Na Li; Yui Lun Wu; Jungmi Hong; Ivan A. Shchelkanov; David N Ruzic

doi:10.1109/TPS.2015.2459720

SiO_x Deposition on Polypropylene-Coated Paper With a Dielectric Barrier Discharge at Atmospheric Pressure

Na Li, Yui Lun Wu, Jungmi Hong, Ivan A. Shchelkanov, David N Ruzic

Research output: Contribution to journal › Article › peer-review

Abstract

Deposition of transparent oxide films at atmosphere pressure onto polymeric substrates at room temperature is a technique gaining rapid acceptance. These films can be used for numerous applications such as antiscratch and water permeation barrier coatings.
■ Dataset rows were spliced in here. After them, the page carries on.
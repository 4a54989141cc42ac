//! Signup form rules.

#[cfg(test)]
#[path = "signup_test.rs"]
mod signup_test;

use once_cell::sync::Lazy;
use regex::Regex;

use super::login::{EMAIL_INVALID, EMAIL_REQUIRED, PASSWORD_REQUIRED};
use super::{Field, Rule, Schema};
use crate::net::types::Registration;

pub const FULL_NAME_REQUIRED: &str = "Full name is required";
pub const DATE_OF_BIRTH_REQUIRED: &str = "Date of birth is required";
pub const DATE_OF_BIRTH_INVALID: &str = "Invalid date format (MM/DD/YY)";
pub const PHONE_NUMBER_REQUIRED: &str = "Phone number is required";
pub const PHONE_NUMBER_INVALID: &str = "Invalid phone number format";
pub const PASSWORD_TOO_SHORT: &str = "Password must be at least 8 characters";
pub const CONFIRM_PASSWORD_REQUIRED: &str = "Confirm password is required";
pub const PASSWORDS_MUST_MATCH: &str = "Passwords must match";

/// Minimum signup password length, in characters.
pub const PASSWORD_MIN_CHARS: usize = 8;

#[derive(Clone, Copy, Debug, PartialEq, Eq, PartialOrd, Ord, Hash)]
pub enum SignupField {
    FullName,
    Email,
    DateOfBirth,
    PhoneNumber,
    Password,
    ConfirmPassword,
}

impl Field for SignupField {
    fn name(self) -> &'static str {
        match self {
            Self::FullName => "fullName",
            Self::Email => "email",
            Self::DateOfBirth => "dateOfBirth",
            Self::PhoneNumber => "phoneNumber",
            Self::Password => "password",
            Self::ConfirmPassword => "confirmPassword",
        }
    }
}

/// `MM/DD/YY` with month 01-12 and day 01-31.
fn date_of_birth_regex() -> &'static Regex {
    static RE: Lazy<Regex> =
        Lazy::new(|| Regex::new(r"^(0[1-9]|1[0-2])/(0[1-9]|[12][0-9]|3[01])/[0-9]{2}$").expect("valid regex"));
    &RE
}

/// `+` country code (1-3 digits), optional whitespace, 6-14 digit number.
fn phone_number_regex() -> &'static Regex {
    static RE: Lazy<Regex> = Lazy::new(|| Regex::new(r"^\+[0-9]{1,3}\s?[0-9]{6,14}$").expect("valid regex"));
    &RE
}

const FULL_NAME_RULES: &[Rule<SignupField>] = &[Rule::Required(FULL_NAME_REQUIRED)];
const EMAIL_RULES: &[Rule<SignupField>] = &[Rule::Required(EMAIL_REQUIRED), Rule::Email(EMAIL_INVALID)];
const DATE_OF_BIRTH_RULES: &[Rule<SignupField>] = &[
    Rule::Required(DATE_OF_BIRTH_REQUIRED),
    Rule::Pattern(date_of_birth_regex, DATE_OF_BIRTH_INVALID),
];
// Format checks lead for these three, so an empty phone or password reports
// the format message and an empty confirmation only reads as "required" when
// the password is empty too.
const PHONE_NUMBER_RULES: &[Rule<SignupField>] = &[
    Rule::Pattern(phone_number_regex, PHONE_NUMBER_INVALID),
    Rule::Required(PHONE_NUMBER_REQUIRED),
];
const PASSWORD_RULES: &[Rule<SignupField>] = &[
    Rule::MinChars(PASSWORD_MIN_CHARS, PASSWORD_TOO_SHORT),
    Rule::Required(PASSWORD_REQUIRED),
];
const CONFIRM_PASSWORD_RULES: &[Rule<SignupField>] = &[
    Rule::SameAs(SignupField::Password, PASSWORDS_MUST_MATCH),
    Rule::Required(CONFIRM_PASSWORD_REQUIRED),
];

impl Schema for Registration {
    type Field = SignupField;

    const FIELDS: &'static [SignupField] = &[
        SignupField::FullName,
        SignupField::Email,
        SignupField::DateOfBirth,
        SignupField::PhoneNumber,
        SignupField::Password,
        SignupField::ConfirmPassword,
    ];

    fn rules(field: SignupField) -> &'static [Rule<SignupField>] {
        match field {
            SignupField::FullName => FULL_NAME_RULES,
            SignupField::Email => EMAIL_RULES,
            SignupField::DateOfBirth => DATE_OF_BIRTH_RULES,
            SignupField::PhoneNumber => PHONE_NUMBER_RULES,
            SignupField::Password => PASSWORD_RULES,
            SignupField::ConfirmPassword => CONFIRM_PASSWORD_RULES,
        }
    }

    fn value(&self, field: SignupField) -> &str {
        match field {
            SignupField::FullName => &self.full_name,
            SignupField::Email => &self.email,
            SignupField::DateOfBirth => &self.date_of_birth,
            SignupField::PhoneNumber => &self.phone_number,
            SignupField::Password => &self.password,
            SignupField::ConfirmPassword => &self.confirm_password,
        }
    }

    fn set_value(&mut self, field: SignupField, value: String) {
        let slot = match field {
            SignupField::FullName => &mut self.full_name,
            SignupField::Email => &mut self.email,
            SignupField::DateOfBirth => &mut self.date_of_birth,
            SignupField::PhoneNumber => &mut self.phone_number,
            SignupField::Password => &mut self.password,
            SignupField::ConfirmPassword => &mut self.confirm_password,
        };
        *slot = value;
    }
}
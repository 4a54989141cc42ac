//! Root application component with routing and context providers.

use leptos::prelude::*;
use leptos_meta::{MetaTags, Stylesheet, Title, provide_meta_context};
use leptos_router::{
    StaticSegment,
    components::{ParentRoute, Route as RouteDef, Router, Routes},
};

use crate::components::transition_shell::TransitionShell;
use crate::config::{API_BASE_URL_META, ClientConfig, LOG_LEVEL_META, REQUEST_TIMEOUT_MS_META};
use crate::routes::Route;

/// HTML shell rendered on the server for SSR + hydration.
///
/// The client config is rendered as `<meta>` tags so the browser bundle picks
/// up the same values the host was started with.
pub fn shell(options: LeptosOptions, config: ClientConfig) -> impl IntoView {
    let timeout_ms = config.request_timeout_ms().to_string();
    let log_level = config.log_level.as_str().to_ascii_lowercase();

    view! {
        <!DOCTYPE html>
        <html lang="en">
            <head>
                <meta charset="utf-8"/>
                <meta name="viewport" content="width=device-width, initial-scale=1"/>
                <meta name=API_BASE_URL_META content=config.api_base_url.clone()/>
                <meta name=REQUEST_TIMEOUT_MS_META content=timeout_ms/>
                <meta name=LOG_LEVEL_META content=log_level/>
                <AutoReload options=options.clone()/>
                <HydrationScripts options/>
                <MetaTags/>
            </head>
            <body>
                <App/>
            </body>
        </html>
    }
}

/// Root application component.
///
/// Every screen renders inside `TransitionShell`; the child routes only exist
/// so the router (and the SSR route list) knows the three paths. Unknown
/// paths render nothing.
#[component]
pub fn App() -> impl IntoView {
    provide_meta_context();

    let config = use_context::<ClientConfig>().unwrap_or_else(ClientConfig::from_document);
    provide_context(config);

    view! {
        <Stylesheet id="leptos" href="/pkg/portal.css"/>
        <Title text="Portal"/>

        <Router>
            <Routes fallback=|| ()>
                <ParentRoute path=StaticSegment("") view=TransitionShell>
                    <RouteDef path=StaticSegment(Route::Home.segment()) view=|| ()/>
                    <RouteDef path=StaticSegment(Route::Login.segment()) view=|| ()/>
                    <RouteDef path=StaticSegment(Route::Signup.segment()) view=|| ()/>
                </ParentRoute>
            </Routes>
        </Router>
    }
}
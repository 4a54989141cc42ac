use super::*;

#[test]
fn registration_serializes_with_camel_case_keys() {
    let reg = Registration {
        full_name: "Ann Lee".to_owned(),
        email: "ann@example.com".to_owned(),
        date_of_birth: "04/23/91".to_owned(),
        phone_number: "+1 1234567890".to_owned(),
        password: "correct-horse".to_owned(),
        confirm_password: "correct-horse".to_owned(),
    };
    let json = serde_json::to_value(&reg).unwrap();
    assert_eq!(
        json,
        serde_json::json!({
            "fullName": "Ann Lee",
            "email": "ann@example.com",
            "dateOfBirth": "04/23/91",
            "phoneNumber": "+1 1234567890",
            "password": "correct-horse",
            "confirmPassword": "correct-horse",
        })
    );
}

#[test]
fn credentials_serialize_as_email_and_password() {
    let creds = Credentials { email: "a@b.com".to_owned(), password: "x".to_owned() };
    assert_eq!(
        serde_json::to_value(&creds).unwrap(),
        serde_json::json!({ "email": "a@b.com", "password": "x" })
    );
}

#[test]
fn login_reply_reads_user_name_key() {
    let reply: LoginReply = serde_json::from_str(r#"{"token":"t1","userName":"Ann"}"#).unwrap();
    assert_eq!(reply.token.as_deref(), Some("t1"));
    assert_eq!(reply.user_name.as_deref(), Some("Ann"));
}

#[test]
fn login_reply_tolerates_missing_fields() {
    let reply: LoginReply = serde_json::from_str("{}").unwrap();
    assert_eq!(reply, LoginReply::default());
}

#[test]
fn signup_reply_only_201_counts_as_created() {
    assert!(SignupReply { status: 201 }.created());
    assert!(!SignupReply { status: 200 }.created());
}
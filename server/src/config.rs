//! Host configuration parsed from environment variables.

#[cfg(test)]
#[path = "config_test.rs"]
mod config_test;

use portal::config::{API_BASE_URL_ENV, ClientConfig, LOG_LEVEL_ENV, REQUEST_TIMEOUT_MS_ENV};

pub const DEFAULT_PORT: u16 = 3000;
pub const PORT_ENV: &str = "PORT";

#[derive(Debug, thiserror::Error)]
pub enum ConfigError {
    #[error("invalid PORT: {value:?}")]
    InvalidPort { value: String },

    #[error("leptos configuration: {0}")]
    Leptos(String),
}

#[derive(Debug, Clone, PartialEq)]
pub struct ServerConfig {
    pub port: u16,
    /// Forwarded to the browser through the SSR shell.
    pub client: ClientConfig,
}

impl ServerConfig {
    /// Build typed host config from environment variables.
    ///
    /// Optional:
    /// - `PORT`: default 3000
    /// - `PORTAL_API_BASE_URL`, `PORTAL_REQUEST_TIMEOUT_MS`, `PORTAL_LOG_LEVEL`
    pub fn from_env() -> Result<Self, ConfigError> {
        Self::from_lookup(|key| std::env::var(key).ok())
    }

    /// Same as [`Self::from_env`] with an injectable variable source.
    pub fn from_lookup(lookup: impl Fn(&str) -> Option<String>) -> Result<Self, ConfigError> {
        let port = parse_port(lookup(PORT_ENV).as_deref())?;
        let base = lookup(API_BASE_URL_ENV);
        let timeout = lookup(REQUEST_TIMEOUT_MS_ENV);
        let level = lookup(LOG_LEVEL_ENV);
        let client = ClientConfig::from_raw(base.as_deref(), timeout.as_deref(), level.as_deref());
        Ok(Self { port, client })
    }
}

fn parse_port(raw: Option<&str>) -> Result<u16, ConfigError> {
    match raw.map(str::trim).filter(|v| !v.is_empty()) {
        None => Ok(DEFAULT_PORT),
        Some(value) => value
            .parse::<u16>()
            .map_err(|_| ConfigError::InvalidPort { value: value.to_owned() }),
    }
}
In this paper, a ∼ 1.4-μ SiO_x layer has been deposited on polypropylene-coated paper at atmosphere pressure with a filamentary dielectric barrier discharge (DBD). The DBD linear discharge was driven by a 30-kHz power supply. Scanning electron microscope, X-ray photoelectron spectroscopy, and attenuated total reflection-Fourier transform infrared spectroscopy were used to characterize the deposited film. The deposited thin film decreased water permeation through the paper by ∼15%.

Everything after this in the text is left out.